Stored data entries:
· · · · · · ·

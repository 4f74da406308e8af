//! Database migration command

use crate::{error::CliResult, utils::ColoredOutput};
use postlab_store::SqlStore;
use tracing::info;

pub struct MigrateCommand;

impl MigrateCommand {
    pub async fn run(db_url: &str) -> CliResult<()> {
        info!(database_url = db_url, "initializing database");

        // Opening the store applies any pending migrations
        let store = SqlStore::new(db_url).await?;
        let collections = store.list_collections().await?.len();
        store.close().await;

        println!("{}", ColoredOutput::success("✓ Database initialized successfully"));
        println!("Database: {}", ColoredOutput::highlight(db_url));
        println!("Collections: {}", collections);

        Ok(())
    }
}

· · · · · · ·

▶ Brief
Exactly how many lines in the data above hold "SqlStore"? State that number only.

▶ Written reply
2